§ EXERCISE GOAL
Below are some records; write them all out again exactly.

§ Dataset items

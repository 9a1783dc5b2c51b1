use thiserror::Error;

/// Result type alias for panel operations
pub type Result<T> = std::result::Result<T, PanelError>;

/// Errors that can occur when talking to the panel backend
#[derive(Error, Debug)]
pub enum PanelError {
    /// No valid session cookie (the backend answered 401 without a JSON body)
    #[error("not logged in: session missing or expired")]
    Unauthorized,

    /// The backend's rate limiter rejected the request
    #[error("rate limit exceeded, retry after {retry_after:?} seconds")]
    RateLimited {
        /// Seconds to wait before retrying, from `Retry-After`
        retry_after: Option<u64>,
    },

    /// Route or resource not found
    #[error("resource not found: {resource}")]
    NotFound {
        /// Description of the resource that wasn't found
        resource: String,
    },

    /// Backend returned a non-JSON error response
    #[error("API error ({code}): {message}")]
    Api {
        /// HTTP status code
        code: u16,
        /// Response body or extracted error message
        message: String,
    },

    /// HTTP request failed
    #[error("HTTP request failed: {0}")]
    Http(String),

    /// Request timed out
    #[error("request timed out after {0} seconds")]
    Timeout(u64),

    /// Connection failed
    #[error("connection failed: {0}")]
    Connection(String),

    /// JSON parsing/serialization error
    #[error("JSON error: {0}")]
    Json(#[from] serde_json::Error),

    /// Invalid URL
    #[error("invalid URL: {0}")]
    InvalidUrl(String),

    /// Share link could not be decoded
    #[error("invalid share link: {0}")]
    InvalidLink(String),

    /// Configuration error
    #[error("configuration error: {0}")]
    Config(String),

    /// Generic internal error
    #[error("internal error: {0}")]
    Internal(String),
}

impl PanelError {
    /// Returns true if the error is retryable
    #[must_use]
    pub const fn is_retryable(&self) -> bool {
        matches!(
            self,
            Self::RateLimited { .. } | Self::Timeout(_) | Self::Connection(_)
        )
    }

    /// Returns true if the error is due to authentication
    #[must_use]
    pub const fn is_auth_error(&self) -> bool {
        matches!(self, Self::Unauthorized)
    }

    /// Returns the HTTP status code if this is an API error
    #[must_use]
    pub const fn status_code(&self) -> Option<u16> {
        match self {
            Self::Unauthorized => Some(401),
            Self::RateLimited { .. } => Some(429),
            Self::NotFound { .. } => Some(404),
            Self::Api { code, .. } => Some(*code),
            _ => None,
        }
    }
}

#[cfg(test)]
mod tests {
    use super::*;

    #[test]
    fn test_retryable_errors() {
        assert!(PanelError::Timeout(30).is_retryable());
        assert!(PanelError::RateLimited { retry_after: None }.is_retryable());
        assert!(!PanelError::Unauthorized.is_retryable());
    }

    #[test]
    fn test_status_codes() {
        assert_eq!(PanelError::Unauthorized.status_code(), Some(401));
        assert_eq!(
            PanelError::Api { code: 500, message: String::new() }.status_code(),
            Some(500)
        );
        assert_eq!(PanelError::Http("boom".into()).status_code(), None);
    }
}
//! Command implementations.

pub mod bindings;
pub mod check;
pub mod config;
pub mod session;
pub mod shell;
pub mod tunnel;
pub mod zones;

use std::sync::Arc;

use anyhow::Result;
use cfpanel::{ClientConfig, Dashboard, PanelClient, PanelClientBuilder};
use colored::Colorize;
use serde_json::Value;
use tracing::debug;

use crate::config::Session;
use crate::interactive::TerminalPrompt;
use crate::output::{render_reply, OutputFormat};

/// Shared context for all commands.
#[derive(Debug, Clone)]
pub struct Context {
    /// Backend base URL
    pub url: String,

    /// Output format
    pub output_format: OutputFormat,

    /// Verbose output
    pub verbose: bool,

    /// Answer yes to confirmations
    pub assume_yes: bool,

    /// Request timeout in seconds
    pub timeout_secs: u64,

    /// Username saved by the last login
    pub username: Option<String>,
}

impl Context {
    /// Create a client for the backend, resuming any saved session.
    pub fn client(&self) -> Result<PanelClient> {
        let config = ClientConfig::new(self.url.as_str()).timeout_secs(self.timeout_secs);
        let client = PanelClientBuilder::from_config(config).build()?;

        if let Some(cookie) = Session::load()? {
            debug!("resuming saved session");
            client.restore_session(&cookie);
        }
        Ok(client)
    }

    /// Create a dashboard session over a fresh client.
    ///
    /// The client is returned too so callers can save its session.
    pub fn dashboard(&self) -> Result<(PanelClient, Dashboard)> {
        let client = self.client()?;
        let dashboard = Dashboard::new(
            Arc::new(client.clone()),
            Arc::new(TerminalPrompt::new(self.assume_yes)),
            self.username.as_deref(),
        );
        Ok((client, dashboard))
    }

    /// Whether to draw colors, spinners and tables
    pub fn is_pretty(&self) -> bool {
        self.output_format == OutputFormat::Pretty
    }
}

/// Save the client's current cookies as the session.
pub fn save_session(client: &PanelClient) -> Result<()> {
    match client.session_cookie() {
        Some(cookie) => Session::save(&cookie),
        None => Session::clear(),
    }
}

/// Print an output slot; JSON replies are re-rendered in the chosen format.
pub fn print_slot(ctx: &Context, text: &str) -> Result<()> {
    match serde_json::from_str::<Value>(text) {
        Ok(reply) => println!("{}", render_reply(ctx.output_format, &reply)?),
        Err(_) => println!("{}", text.red()),
    }
    Ok(())
}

§ ANSWER BELOW
repository 9a1783dc5b2c51b1
use thiserror::Error;

/// Result type alias for panel operations
pub type Result<T> = std::result::Result<T, PanelError>;

/// Errors that can occur when talking to the panel backend
#[derive(Error, Debug)]
pub enum PanelError {
    /// No valid session cookie (the backend answered 401 without a JSON body)
    #[error("not logged in: session missing or expired")]
    Unauthorized,

    /// The backend's rate limiter rejected the request
    #[error("rate limit exceeded, retry after {retry_after:?} seconds")]
    RateLimited {
        /// Seconds to wait before retrying, from `Retry-After`
        retry_after: Option<u64>,
    },

    /// Route or resource not found
    #[error("resource not found: {resource}")]
    NotFound {
        /// Description of the resource that wasn't found
        resource: String,
    },

    /// Backend returned a non-JSON error response
    #[error("API error ({code}): {message}")]
    Api {
        /// HTTP status code
        code: u16,
        /// Response body or extracted error message
        message: String,
    },

    /// HTTP request failed
    #[error("HTTP request failed: {0}")]
    Http(String),

    /// Request timed out
    #[error("request timed out after {0} seconds")]
    Timeout(u64),

    /// Connection failed
    #[error("connection failed: {0}")]
    Connection(String),

    /// JSON parsing/serialization error
    #[error("JSON error: {0}")]
    Json(#[from] serde_json::Error),

    /// Invalid URL
    #[error("invalid URL: {0}")]
    InvalidUrl(String),

    /// Share link could not be decoded
    #[error("invalid share link: {0}")]
    InvalidLink(String),

    /// Configuration error
    #[error("configuration error: {0}")]
    Config(String),

    /// Generic internal error
    #[error("internal error: {0}")]
    Internal(String),
}

impl PanelError {
    /// Returns true if the error is retryable
    #[must_use]
    pub const fn is_retryable(&self) -> bool {
        matches!(
            self,
            Self::RateLimited { .. } | Self::Timeout(_) | Self::Connection(_)
        )
    }

    /// Returns true if the error is due to authentication
    #[must_use]
    pub const fn is_auth_error(&self) -> bool {
        matches!(self, Self::Unauthorized)
    }

    /// Returns the HTTP status code if this is an API error
    #[must_use]
    pub const fn status_code(&self) -> Option<u16> {
        match self {
            Self::Unauthorized => Some(401),
            Self::RateLimited { .. } => Some(429),
            Self::NotFound { .. } => Some(404),
            Self::Api { code, .. } => Some(*code),
            _ => None,
        }
    }
}

#[cfg(test)]
mod tests {
    use super::*;

    #[test]
    fn test_retryable_errors() {
        assert!(PanelError::Timeout(30).is_retryable());
        assert!(PanelError::RateLimited { retry_after: None }.is_retryable());
        assert!(!PanelError::Unauthorized.is_retryable());
    }

    #[test]
    fn test_status_codes() {
        assert_eq!(PanelError::Unauthorized.status_code(), Some(401));
        assert_eq!(
            PanelError::Api { code: 500, message: String::new() }.status_code(),
            Some(500)
        );
        assert_eq!(PanelError::Http("boom".into()).status_code(), None);
    }
}
//! Command implementations.

pub mod bindings;
pub mod check;
pub mod config;
pub mod session;
pub mod shell;
pub mod tunnel;
pub mod zones;

use std::sync::Arc;

use anyhow::Result;
use cfpanel::{ClientConfig, Dashboard, PanelClient, PanelClientBuilder};
use colored::Colorize;
use serde_json::Value;
use tracing::debug;

use crate::config::Session;
use crate::interactive::TerminalPrompt;
use crate::output::{render_reply, OutputFormat};

/// Shared context for all commands.
#[derive(Debug, Clone)]
pub struct Context {
    /// Backend base URL
    pub url: String,

    /// Output format
    pub output_format: OutputFormat,

    /// Verbose output
    pub verbose: bool,

    /// Answer yes to confirmations
    pub assume_yes: bool,

    /// Request timeout in seconds
    pub timeout_secs: u64,

    /// Username saved by the last login
    pub username: Option<String>,
}

impl Context {
    /// Create a client for the backend, resuming any saved session.
    pub fn client(&self) -> Result<PanelClient> {
        let config = ClientConfig::new(self.url.as_str()).timeout_secs(self.timeout_secs);
        let client = PanelClientBuilder::from_config(config).build()?;

        if let Some(cookie) = Session::load()? {
            debug!("resuming saved session");
            client.restore_session(&cookie);
        }
        Ok(client)
    }

    /// Create a dashboard session over a fresh client.
    ///
    /// The client is returned too so callers can save its session.
    pub fn dashboard(&self) -> Result<(PanelClient, Dashboard)> {
        let client = self.client()?;
        let dashboard = Dashboard::new(
            Arc::new(client.clone()),
            Arc::new(TerminalPrompt::new(self.assume_yes)),
            self.username.as_deref(),
        );
        Ok((client, dashboard))
    }

    /// Whether to draw colors, spinners and tables
    pub fn is_pretty(&self) -> bool {
        self.output_format == OutputFormat::Pretty
    }
}

/// Save the client's current cookies as the session.
pub fn save_session(client: &PanelClient) -> Result<()> {
    match client.session_cookie() {
        Some(cookie) => Session::save(&cookie),
        None => Session::clear(),
    }
}

/// Print an output slot; JSON replies are re-rendered in the chosen format.
pub fn print_slot(ctx: &Context, text: &str) -> Result<()> {
    match serde_json::from_str::<Value>(text) {
        Ok(reply) => println!("{}", render_reply(ctx.output_format, &reply)?),
        Err(_) => println!("{}", text.red()),
    }
    Ok(())
}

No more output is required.